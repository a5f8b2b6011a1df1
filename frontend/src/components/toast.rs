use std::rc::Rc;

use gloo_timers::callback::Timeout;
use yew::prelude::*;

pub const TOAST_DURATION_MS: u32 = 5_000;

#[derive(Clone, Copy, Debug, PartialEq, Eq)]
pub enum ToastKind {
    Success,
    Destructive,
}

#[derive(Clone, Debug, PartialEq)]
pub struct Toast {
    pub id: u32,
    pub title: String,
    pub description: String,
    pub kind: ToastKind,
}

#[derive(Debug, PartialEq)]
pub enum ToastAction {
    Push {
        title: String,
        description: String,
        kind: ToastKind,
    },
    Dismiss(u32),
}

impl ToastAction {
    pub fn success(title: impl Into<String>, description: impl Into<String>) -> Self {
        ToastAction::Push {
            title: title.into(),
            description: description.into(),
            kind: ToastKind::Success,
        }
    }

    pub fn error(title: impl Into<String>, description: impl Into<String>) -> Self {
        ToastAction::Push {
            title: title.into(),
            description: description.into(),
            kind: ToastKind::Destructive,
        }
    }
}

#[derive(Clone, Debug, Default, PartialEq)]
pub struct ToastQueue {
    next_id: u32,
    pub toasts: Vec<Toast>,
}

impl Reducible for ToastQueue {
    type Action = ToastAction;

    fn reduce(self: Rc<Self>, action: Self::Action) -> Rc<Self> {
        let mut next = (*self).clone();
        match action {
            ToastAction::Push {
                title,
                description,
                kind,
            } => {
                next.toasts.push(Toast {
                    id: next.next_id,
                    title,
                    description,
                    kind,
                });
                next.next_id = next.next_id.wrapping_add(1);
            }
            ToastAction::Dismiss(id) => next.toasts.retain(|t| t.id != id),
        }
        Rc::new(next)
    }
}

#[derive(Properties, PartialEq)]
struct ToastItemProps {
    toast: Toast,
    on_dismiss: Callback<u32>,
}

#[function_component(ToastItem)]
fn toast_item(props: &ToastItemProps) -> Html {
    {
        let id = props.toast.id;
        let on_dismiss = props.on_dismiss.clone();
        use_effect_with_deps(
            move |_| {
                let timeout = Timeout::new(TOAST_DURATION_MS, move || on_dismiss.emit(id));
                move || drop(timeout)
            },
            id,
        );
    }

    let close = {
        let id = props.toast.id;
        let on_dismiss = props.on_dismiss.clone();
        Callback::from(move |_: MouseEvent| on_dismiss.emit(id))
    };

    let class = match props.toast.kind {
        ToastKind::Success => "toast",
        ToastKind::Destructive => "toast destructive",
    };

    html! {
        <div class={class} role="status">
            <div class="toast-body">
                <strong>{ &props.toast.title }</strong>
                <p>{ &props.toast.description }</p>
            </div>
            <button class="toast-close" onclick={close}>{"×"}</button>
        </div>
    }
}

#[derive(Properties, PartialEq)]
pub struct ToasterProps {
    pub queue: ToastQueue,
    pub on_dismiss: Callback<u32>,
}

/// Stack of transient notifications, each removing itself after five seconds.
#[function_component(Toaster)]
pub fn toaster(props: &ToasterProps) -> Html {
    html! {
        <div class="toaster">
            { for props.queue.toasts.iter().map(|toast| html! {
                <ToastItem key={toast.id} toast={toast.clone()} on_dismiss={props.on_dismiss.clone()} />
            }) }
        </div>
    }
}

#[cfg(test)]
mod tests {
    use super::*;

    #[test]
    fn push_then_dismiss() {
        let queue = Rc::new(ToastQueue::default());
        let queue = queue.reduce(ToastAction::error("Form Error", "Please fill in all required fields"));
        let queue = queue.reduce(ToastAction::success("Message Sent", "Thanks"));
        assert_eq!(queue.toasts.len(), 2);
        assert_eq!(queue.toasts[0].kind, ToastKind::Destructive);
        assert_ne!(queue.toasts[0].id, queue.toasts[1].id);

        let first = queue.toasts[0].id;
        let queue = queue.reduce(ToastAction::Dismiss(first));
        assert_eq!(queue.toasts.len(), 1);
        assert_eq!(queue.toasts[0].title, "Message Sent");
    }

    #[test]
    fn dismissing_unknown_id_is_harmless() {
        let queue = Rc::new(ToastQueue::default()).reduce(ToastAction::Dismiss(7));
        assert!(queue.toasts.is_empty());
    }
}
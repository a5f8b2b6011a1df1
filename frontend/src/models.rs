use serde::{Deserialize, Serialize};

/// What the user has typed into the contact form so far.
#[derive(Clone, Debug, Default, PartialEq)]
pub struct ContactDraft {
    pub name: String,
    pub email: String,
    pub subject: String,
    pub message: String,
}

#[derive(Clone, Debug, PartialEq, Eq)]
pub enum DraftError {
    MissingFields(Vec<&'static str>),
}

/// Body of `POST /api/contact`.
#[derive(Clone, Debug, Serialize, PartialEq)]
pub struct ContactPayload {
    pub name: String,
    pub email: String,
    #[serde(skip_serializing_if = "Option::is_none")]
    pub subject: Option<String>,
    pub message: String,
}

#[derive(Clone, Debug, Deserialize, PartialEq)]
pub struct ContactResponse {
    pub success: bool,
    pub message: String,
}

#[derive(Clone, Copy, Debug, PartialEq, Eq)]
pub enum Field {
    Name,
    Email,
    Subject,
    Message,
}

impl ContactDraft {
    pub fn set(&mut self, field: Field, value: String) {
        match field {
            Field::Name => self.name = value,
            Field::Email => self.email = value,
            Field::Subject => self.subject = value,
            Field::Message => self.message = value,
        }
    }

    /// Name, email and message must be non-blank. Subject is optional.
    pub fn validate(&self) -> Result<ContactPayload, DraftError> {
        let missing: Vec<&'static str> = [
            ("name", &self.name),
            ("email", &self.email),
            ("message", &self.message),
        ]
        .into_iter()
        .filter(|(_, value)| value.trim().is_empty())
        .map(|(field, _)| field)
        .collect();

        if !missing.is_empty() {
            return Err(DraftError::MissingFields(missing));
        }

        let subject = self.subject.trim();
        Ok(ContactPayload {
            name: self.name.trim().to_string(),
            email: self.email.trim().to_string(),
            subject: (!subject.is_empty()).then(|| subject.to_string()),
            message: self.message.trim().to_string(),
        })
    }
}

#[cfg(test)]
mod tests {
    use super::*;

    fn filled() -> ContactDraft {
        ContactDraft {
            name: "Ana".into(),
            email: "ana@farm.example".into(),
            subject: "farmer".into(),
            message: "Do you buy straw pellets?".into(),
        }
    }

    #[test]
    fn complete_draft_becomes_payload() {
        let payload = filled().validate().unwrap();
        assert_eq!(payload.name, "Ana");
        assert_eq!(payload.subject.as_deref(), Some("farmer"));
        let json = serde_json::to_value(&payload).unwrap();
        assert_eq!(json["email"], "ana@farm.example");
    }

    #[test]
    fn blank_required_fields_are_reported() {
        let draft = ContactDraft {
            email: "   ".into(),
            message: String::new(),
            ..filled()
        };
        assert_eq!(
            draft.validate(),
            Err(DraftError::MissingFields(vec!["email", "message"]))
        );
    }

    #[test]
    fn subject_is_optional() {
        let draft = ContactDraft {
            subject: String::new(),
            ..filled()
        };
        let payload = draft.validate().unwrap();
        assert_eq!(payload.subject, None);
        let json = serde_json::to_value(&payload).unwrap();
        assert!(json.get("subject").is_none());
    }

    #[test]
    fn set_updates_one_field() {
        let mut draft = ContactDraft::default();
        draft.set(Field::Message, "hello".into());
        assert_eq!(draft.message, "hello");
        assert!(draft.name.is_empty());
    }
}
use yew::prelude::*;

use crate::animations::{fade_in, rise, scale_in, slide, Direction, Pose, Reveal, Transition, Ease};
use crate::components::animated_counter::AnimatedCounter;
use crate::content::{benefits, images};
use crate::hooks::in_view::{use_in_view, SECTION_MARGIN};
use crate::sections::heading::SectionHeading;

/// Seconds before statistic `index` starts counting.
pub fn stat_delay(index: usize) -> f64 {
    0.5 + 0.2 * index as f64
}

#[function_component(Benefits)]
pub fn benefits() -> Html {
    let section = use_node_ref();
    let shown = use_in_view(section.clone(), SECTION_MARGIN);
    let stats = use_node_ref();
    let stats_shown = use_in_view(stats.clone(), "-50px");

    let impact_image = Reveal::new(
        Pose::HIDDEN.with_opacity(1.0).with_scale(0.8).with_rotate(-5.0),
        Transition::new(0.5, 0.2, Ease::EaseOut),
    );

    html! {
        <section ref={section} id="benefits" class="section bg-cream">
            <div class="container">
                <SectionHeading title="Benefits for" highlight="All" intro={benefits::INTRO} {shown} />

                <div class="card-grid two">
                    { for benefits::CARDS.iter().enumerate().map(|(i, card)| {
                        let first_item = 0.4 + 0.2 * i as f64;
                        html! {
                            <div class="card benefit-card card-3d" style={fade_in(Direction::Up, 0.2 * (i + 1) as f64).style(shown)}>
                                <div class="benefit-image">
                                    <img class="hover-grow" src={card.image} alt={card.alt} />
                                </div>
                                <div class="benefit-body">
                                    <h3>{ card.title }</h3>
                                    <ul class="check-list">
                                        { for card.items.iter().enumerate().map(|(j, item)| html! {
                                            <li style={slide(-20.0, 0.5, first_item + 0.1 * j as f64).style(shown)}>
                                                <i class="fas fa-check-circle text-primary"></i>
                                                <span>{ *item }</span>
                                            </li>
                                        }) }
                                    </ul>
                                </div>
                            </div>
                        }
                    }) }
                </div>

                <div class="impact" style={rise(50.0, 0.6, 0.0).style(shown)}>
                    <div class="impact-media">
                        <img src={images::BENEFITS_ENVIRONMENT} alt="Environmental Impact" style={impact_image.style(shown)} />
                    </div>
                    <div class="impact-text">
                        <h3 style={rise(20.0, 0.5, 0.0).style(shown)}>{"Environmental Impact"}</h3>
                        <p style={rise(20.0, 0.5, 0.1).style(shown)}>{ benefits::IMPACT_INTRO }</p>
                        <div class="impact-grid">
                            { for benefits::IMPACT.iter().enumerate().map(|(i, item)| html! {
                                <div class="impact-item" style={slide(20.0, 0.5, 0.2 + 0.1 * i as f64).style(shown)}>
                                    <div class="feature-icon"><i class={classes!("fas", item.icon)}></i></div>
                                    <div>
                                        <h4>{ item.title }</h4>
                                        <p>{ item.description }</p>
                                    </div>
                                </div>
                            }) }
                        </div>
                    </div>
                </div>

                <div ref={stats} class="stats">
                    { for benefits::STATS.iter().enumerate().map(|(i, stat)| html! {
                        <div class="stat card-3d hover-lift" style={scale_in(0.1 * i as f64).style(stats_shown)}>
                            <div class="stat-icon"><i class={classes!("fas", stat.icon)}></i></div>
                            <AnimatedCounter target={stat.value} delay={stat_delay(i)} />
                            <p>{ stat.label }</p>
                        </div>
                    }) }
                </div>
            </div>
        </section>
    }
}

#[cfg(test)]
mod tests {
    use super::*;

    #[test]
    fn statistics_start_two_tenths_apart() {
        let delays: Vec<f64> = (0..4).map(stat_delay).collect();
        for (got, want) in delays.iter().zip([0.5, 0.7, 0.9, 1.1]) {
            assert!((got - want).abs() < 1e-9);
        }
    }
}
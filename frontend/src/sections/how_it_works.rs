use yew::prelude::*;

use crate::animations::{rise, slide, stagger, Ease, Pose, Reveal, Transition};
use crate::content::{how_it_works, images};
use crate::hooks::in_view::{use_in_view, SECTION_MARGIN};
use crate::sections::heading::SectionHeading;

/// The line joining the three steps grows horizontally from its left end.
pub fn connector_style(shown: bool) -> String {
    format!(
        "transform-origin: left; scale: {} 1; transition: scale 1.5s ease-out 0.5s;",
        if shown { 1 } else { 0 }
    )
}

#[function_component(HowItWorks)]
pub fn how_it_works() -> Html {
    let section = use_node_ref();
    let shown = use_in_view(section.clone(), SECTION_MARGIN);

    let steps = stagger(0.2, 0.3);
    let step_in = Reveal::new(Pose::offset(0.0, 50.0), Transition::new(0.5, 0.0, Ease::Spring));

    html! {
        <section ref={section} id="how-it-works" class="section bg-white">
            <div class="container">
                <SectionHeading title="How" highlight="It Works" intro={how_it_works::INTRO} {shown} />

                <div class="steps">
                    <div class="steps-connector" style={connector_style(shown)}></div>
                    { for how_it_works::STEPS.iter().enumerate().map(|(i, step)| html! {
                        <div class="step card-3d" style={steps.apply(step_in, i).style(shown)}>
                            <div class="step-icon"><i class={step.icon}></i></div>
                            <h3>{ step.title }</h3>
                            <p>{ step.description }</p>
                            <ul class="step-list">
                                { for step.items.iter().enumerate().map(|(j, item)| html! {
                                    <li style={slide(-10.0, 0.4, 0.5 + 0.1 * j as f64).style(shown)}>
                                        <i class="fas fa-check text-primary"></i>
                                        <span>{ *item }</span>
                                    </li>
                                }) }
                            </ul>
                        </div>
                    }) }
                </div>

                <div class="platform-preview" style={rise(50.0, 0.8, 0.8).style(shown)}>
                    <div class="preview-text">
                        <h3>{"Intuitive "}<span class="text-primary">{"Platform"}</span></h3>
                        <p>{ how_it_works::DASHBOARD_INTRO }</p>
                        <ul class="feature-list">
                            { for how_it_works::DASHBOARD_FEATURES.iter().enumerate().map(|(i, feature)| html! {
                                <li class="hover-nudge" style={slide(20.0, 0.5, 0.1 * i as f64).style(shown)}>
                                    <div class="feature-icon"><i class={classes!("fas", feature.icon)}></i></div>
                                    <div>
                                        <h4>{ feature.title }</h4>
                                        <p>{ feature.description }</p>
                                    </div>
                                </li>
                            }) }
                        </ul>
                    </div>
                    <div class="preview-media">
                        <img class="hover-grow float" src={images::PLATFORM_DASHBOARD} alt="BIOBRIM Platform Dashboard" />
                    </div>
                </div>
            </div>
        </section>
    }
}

■ ■ ■ ■

All lines holding the word "emit" must be found in the listing and copied.

                let timeout = Timeout::new(TOAST_DURATION_MS, move || on_dismiss.emit(id));
        Callback::from(move |_: MouseEvent| on_dismiss.emit(id))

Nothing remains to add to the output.